ALPHA NETWORKS INC. AND SUBSIDIARIES Notes to the Consolidated Financial Statements

Deferred taxes arise due to temporary differences between the carrying amounts of assets and liabilities at the reporting date and their respective tax bases. Deferred taxes are recognized except for the following:

  • A. temporary differences on the initial recognition of assets and liabilities in a transaction that is not a business combination and at the time of the transaction affects neither accounting nor taxable profits (losses) and does not give rise to equal taxable and deductible temporary differences;

  • B. temporary differences related to investments in subsidiaries, associates and joint arrangements to the extent that the Group is able to control the timing of the reversal of the temporary differences and it is probable that they will not reverse in the foreseeable future; and

C. taxable temporary differences arising on the initial recognition of goodwill.

Deferred taxes are measured at tax rates that are expected to be applied to temporary differences when they reverse, using tax rates enacted or substantively enacted at the reporting date, and reflect uncertainty related to income taxes, if any.

Deferred tax assets and liabilities are offset if the following criteria are met:

  • A. The Group has a legally enforceable right to set off current tax assets against current tax liabilities; and

  • B. The deferred tax assets and the deferred tax liabilities relate to income taxes levied by the same taxation authority on either:

  • (a) the same taxable entity; or

  • (b) different taxable entities which intends to settle current tax assets and liabilities on a net basis, or to realize the assets and liabilities simultaneously, in each future period in which significant amounts of deferred tax liabilities or assets are expected to be settled or recovered.

Deferred tax assets are recognized for the carry forward of unused tax loses, unused tax credits, and deductible temporary differences to the extent that it is probable that future taxable profit will be available against which they can be utilized.

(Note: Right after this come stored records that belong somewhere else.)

//! Memory window layout of the emulated device.
//!
//! The system emulator exposes the device's PCIe BARs as a flat physical
//! address space. Descriptor and queue addresses published by firmware are
//! BAR-relative; the host adds the base of the BAR they name.
//!
//! ```text
//! BAR0  0x10_0000_0000   ring buffers, scratch, DRAM window
//! BAR2  0x20_0000_0000   device interface registers
//!        +0x0000          compute channel (master minion) descriptor
//!        +0x1000          management channel (service processor) descriptor
//! ```

// ── BAR bases ────────────────────────────────────────────────────────────────

/// Host-visible base of BAR0.
pub const BAR0_BASE: u64 = 0x10_0000_0000;

/// Host-visible base of BAR2.
pub const BAR2_BASE: u64 = 0x20_0000_0000;

/// BAR bases indexed by BAR number. Unimplemented BARs are zero.
pub const BAR_BASES: [u64; 6] = [BAR0_BASE, 0, BAR2_BASE, 0, 0, 0];

/// Host address of `bar_offset` inside BAR `bar`, or `None` for an unknown BAR.
pub fn bar_address(bar: u8, bar_offset: u64) -> Option<u64> {
    let base = *BAR_BASES.get(usize::from(bar))?;
    if base == 0 {
        return None;
    }
    base.checked_add(bar_offset)
}

// ── Device interface registers ───────────────────────────────────────────────

/// Offset of the compute channel descriptor within BAR2.
pub const MM_DIR_OFFSET: u64 = 0x0;

/// Offset of the management channel descriptor within BAR2.
pub const SP_DIR_OFFSET: u64 = 0x1000;

/// Bytes reserved for one descriptor.
pub const DIR_REGION_SIZE: u64 = 0x1000;

// ── Interrupt vectors ────────────────────────────────────────────────────────

/// Interrupt raised by the host after pushing to the management SQ.
pub const IRQ_SP_SQ: u32 = 1 << 0;

/// Interrupt raised by the device after pushing to the management CQ.
pub const IRQ_SP_CQ: u32 = 1 << 1;

/// Interrupt raised by the host after pushing to a compute SQ.
pub const IRQ_MM_SQ: u32 = 1 << 2;

/// Interrupt raised by the device after pushing to the compute CQ.
pub const IRQ_MM_CQ: u32 = 1 << 3;

#[cfg(test)]
mod tests {
    use super::*;

    #[test]
    fn bar_address_adds_base() {
        assert_eq!(bar_address(2, SP_DIR_OFFSET), Some(0x20_0000_1000));
        assert_eq!(bar_address(0, 0x40), Some(0x10_0000_0040));
    }

    #[test]
    fn unknown_bars_have_no_address() {
        assert_eq!(bar_address(1, 0), None);
        assert_eq!(bar_address(9, 0), None);
    }
}
//! Host driver stack for Esperanto ET-SoC-1 devices.
//!
//! Each device exposes two channels: a **management** channel served by the
//! service processor (SP) and a **compute** (ops) channel served by the
//! master minion (MM). Both carry framed messages over shared-memory
//! circular queues. This crate moves those frames, pairs responses with the
//! commands that caused them, and wraps the management protocol as a
//! synchronous service request.
//!
//! # Layers
//!
//! ```text
//! DeviceManagement        service_request(): validate, encode, wait, decode
//!   DeviceInstance        tag allocation, receive thread, event queue
//!     QueueTransport      push/pop frames, readiness, reset
//!       PcieTransport     /dev/et<N>_{mgmt,ops} via ioctl + epoll
//!       SysEmuTransport   emulator memory window, descriptor bring-up
//!         SoftDevice      in-process firmware model for CI
//! ```
//!
//! # Quick start
//!
//! ```no_run
//! use std::sync::Arc;
//! use std::time::Duration;
//!
//! use etsoc_driver::{
//!     DeviceManagement, InstanceConfig, SimConfig, SoftDevice, SysEmuConfig, SysEmuTransport,
//! };
//! use etsoc_chip::mgmt;
//!
//! # fn main() -> Result<(), Box<dyn std::error::Error>> {
//! let device = SoftDevice::start(SimConfig::default())?;
//! let transport = SysEmuTransport::start(Arc::new(device), SysEmuConfig::default())?;
//! let service = DeviceManagement::new(Arc::new(transport), InstanceConfig::default())?;
//!
//! let mut out = [0u8; 8];
//! let outcome = service.service_request(
//!     0,
//!     u32::from(mgmt::id::GET_MODULE_TEMPERATURE_THRESHOLDS),
//!     None,
//!     Some(&mut out),
//!     Duration::from_secs(1),
//! );
//! println!("status {} after {:?}", outcome.status, outcome.host_latency);
//! # Ok(())
//! # }
//! ```

#![warn(missing_docs)]
#![warn(clippy::all, clippy::pedantic)]
#![allow(clippy::module_name_repetitions)]
#![allow(clippy::must_use_candidate)]
#![allow(clippy::doc_markdown)]

pub mod attrs;
pub mod backends;
mod correlation;
mod device;
mod discovery;
mod error;
pub mod mmio;
pub mod protocol;
pub mod ring;
mod service;
mod transport;

pub use attrs::{parse_attributes, read_attribute_file, Attribute};
pub use backends::{
    PcieTransport, Reply, SimBus, SimConfig, SoftDevice, SysEmuConfig, SysEmuTransport,
};
pub use correlation::{DeviceInstance, InstanceConfig, PendingResponse};
pub use device::{DeviceNode, NodeReadiness};
pub use discovery::{DeviceInfo, DeviceManager};
pub use error::{EtError, Result};
pub use protocol::{Event, Message, Response};
pub use service::{read_hash_file, DeviceManagement, ServiceOutcome, MAX_INPUT_SIZE};
pub use transport::{
    select_transport, Channel, DeviceConfig, DeviceState, DmaInfo, FormFactor, QueueTransport,
    Readiness, TransportSelection, TransportType,
};

/// Commonly used types.
pub mod prelude {
    pub use crate::{
        Channel, DeviceInstance, DeviceManagement, DeviceManager, EtError, InstanceConfig,
        QueueTransport, Result, ServiceOutcome, SimConfig, SoftDevice, SysEmuConfig,
        SysEmuTransport, TransportSelection,
    };
}
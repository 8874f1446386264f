//! Error types for ET-SoC-1 host operations

use std::path::PathBuf;
use thiserror::Error;

/// Result type alias for ET-SoC-1 operations
pub type Result<T> = std::result::Result<T, EtError>;

/// Errors that can occur while talking to a device
#[derive(Debug, Error)]
pub enum EtError {
    /// Device node not found at the expected path
    #[error("Device not found: {path}")]
    DeviceNotFound {
        /// Path that was checked
        path: PathBuf,
    },

    /// No devices detected on the system
    #[error("No ET-SoC-1 devices detected")]
    NoDevicesFound,

    /// Device index out of range
    #[error("Device index {index} out of range (have {count} devices)")]
    InvalidIndex {
        /// Requested index
        index: usize,
        /// Number of available devices
        count: usize,
    },

    /// Caller supplied an argument the device would reject
    #[error("Invalid argument: {reason}")]
    InvalidArgument {
        /// What was wrong
        reason: String,
    },

    /// I/O error during device communication
    #[error("I/O error: {source}")]
    Io {
        /// Underlying I/O error
        #[from]
        source: std::io::Error,
    },

    /// A control transfer or readiness wait failed
    #[error("Transport fault: {reason}")]
    TransportFault {
        /// Reason for failure
        reason: String,
    },

    /// The readiness wait was interrupted by a signal
    #[error("Readiness wait interrupted")]
    Interrupted,

    /// Malformed frame or descriptor
    #[error("Protocol fault: {reason}")]
    Protocol {
        /// What could not be parsed
        reason: String,
    },

    /// Descriptor checksum does not match its contents
    #[error("Descriptor checksum mismatch: expected {expected:#010x}, computed {computed:#010x}")]
    ChecksumMismatch {
        /// Checksum published by firmware
        expected: u32,
        /// Checksum computed by the host
        computed: u32,
    },

    /// Firmware reported a boot failure
    #[error("Bring-up failed: {reason}")]
    BringUp {
        /// Reason for failure
        reason: String,
    },

    /// Operation timeout
    #[error("Operation timeout after {duration_ms}ms")]
    Timeout {
        /// Timeout duration in milliseconds
        duration_ms: u64,
    },

    /// Admission lock not acquired before the deadline
    #[error("Device {device} busy")]
    Busy {
        /// Device index
        device: usize,
    },

    /// Device is in an invalid state
    #[error("Device in invalid state: {state}")]
    InvalidState {
        /// Current state description
        state: String,
    },

    /// Non-zero status in a well-formed response
    #[error("Device returned status {status} for command {msg_id}")]
    DeviceStatus {
        /// Command id
        msg_id: u16,
        /// Status field of the response
        status: u32,
    },
}

impl EtError {
    /// Create a device not found error
    pub fn device_not_found(path: impl Into<PathBuf>) -> Self {
        Self::DeviceNotFound { path: path.into() }
    }

    /// Create an invalid argument error
    pub fn invalid_argument(reason: impl Into<String>) -> Self {
        Self::InvalidArgument {
            reason: reason.into(),
        }
    }

    /// Create a transport fault
    pub fn transport_fault(reason: impl Into<String>) -> Self {
        Self::TransportFault {
            reason: reason.into(),
        }
    }

    /// Create a protocol fault
    pub fn protocol(reason: impl Into<String>) -> Self {
        Self::Protocol {
            reason: reason.into(),
        }
    }

    /// Create a bring-up failure
    pub fn bring_up(reason: impl Into<String>) -> Self {
        Self::BringUp {
            reason: reason.into(),
        }
    }

    /// Create an invalid state error
    pub fn invalid_state(state: impl Into<String>) -> Self {
        Self::InvalidState {
            state: state.into(),
        }
    }

    /// Create a timeout error from a duration
    #[allow(clippy::cast_possible_truncation)]
    pub fn timeout(duration: std::time::Duration) -> Self {
        Self::Timeout {
            duration_ms: duration.as_millis() as u64,
        }
    }

    /// Service request status code for this error.
    ///
    /// | Status | Errors |
    /// |--------|--------|
    /// | `-EINVAL` | bad index, bad argument, missing node |
    /// | `-EAGAIN` | busy, timeout |
    /// | `-EIO` | everything reaching the device or transport |
    pub const fn status(&self) -> i32 {
        match self {
            Self::InvalidIndex { .. }
            | Self::InvalidArgument { .. }
            | Self::DeviceNotFound { .. }
            | Self::NoDevicesFound => -libc::EINVAL,
            Self::Busy { .. } | Self::Timeout { .. } | Self::Interrupted => -libc::EAGAIN,
            Self::Io { .. }
            | Self::TransportFault { .. }
            | Self::Protocol { .. }
            | Self::ChecksumMismatch { .. }
            | Self::BringUp { .. }
            | Self::InvalidState { .. }
            | Self::DeviceStatus { .. } => -libc::EIO,
        }
    }
}

#[cfg(test)]
mod tests {
    use super::*;
    use std::time::Duration;

    #[test]
    fn status_taxonomy() {
        assert_eq!(EtError::invalid_argument("x").status(), -libc::EINVAL);
        assert_eq!(EtError::InvalidIndex { index: 4, count: 1 }.status(), -libc::EINVAL);
        assert_eq!(EtError::Busy { device: 0 }.status(), -libc::EAGAIN);
        assert_eq!(EtError::timeout(Duration::from_millis(5)).status(), -libc::EAGAIN);
        assert_eq!(EtError::DeviceStatus { msg_id: 1, status: 1 }.status(), -libc::EIO);
        assert_eq!(EtError::transport_fault("ioctl").status(), -libc::EIO);
    }

    #[test]
    fn display_includes_details() {
        let e = EtError::ChecksumMismatch {
            expected: 0x1234,
            computed: 0xABCD,
        };
        assert_eq!(
            e.to_string(),
            "Descriptor checksum mismatch: expected 0x00001234, computed 0x0000abcd"
        );
    }
}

Deferred tax assets are reviewed at each reporting date and are reduced to the extent that it is no longer probable that the related tax benefits will be realized; or such reductions are reversed when the probability of future taxable profits improves.

(20) Business combination

The Group accounts for business combinations using the acquisition method. The goodwill arising from an acquisition is measured as the excess of (i) the consideration transferred (which is generally measured at fair value) and (ii) the amount of non-controlling interest in the acquiree, both over the identifiable net assets acquired at the acquisition date. If the amount calculated above is a deficit balance, the Group recognized that amount as a gain on a bargain purchase in profit or loss immediately after reassessing whether it has correctly identified all of the assets acquired and all of the liabilities assumed.

All acquisition-related transaction costs are expensed as incurred, except for the issuance of debt or equity instruments.

~28~

ALPHA NETWORKS INC. AND SUBSIDIARIES Notes to the Consolidated Financial Statements

For each business combination, the Group measures any non-controlling interests in the acquiree either at fair value or at the non-controlling interest’ s proportionate share of the acquiree’ s identifiable net assets, if the non-controlling interests are present ownership interests and entitle their holders to a proportionate share of the acquire’ s net assets in the event of liquidation. Other components of non-controlling interests are measured at their acquisition-date fair values, unless another measurement basis is required by the IFRS Accounting Standards endorsed by the FSC.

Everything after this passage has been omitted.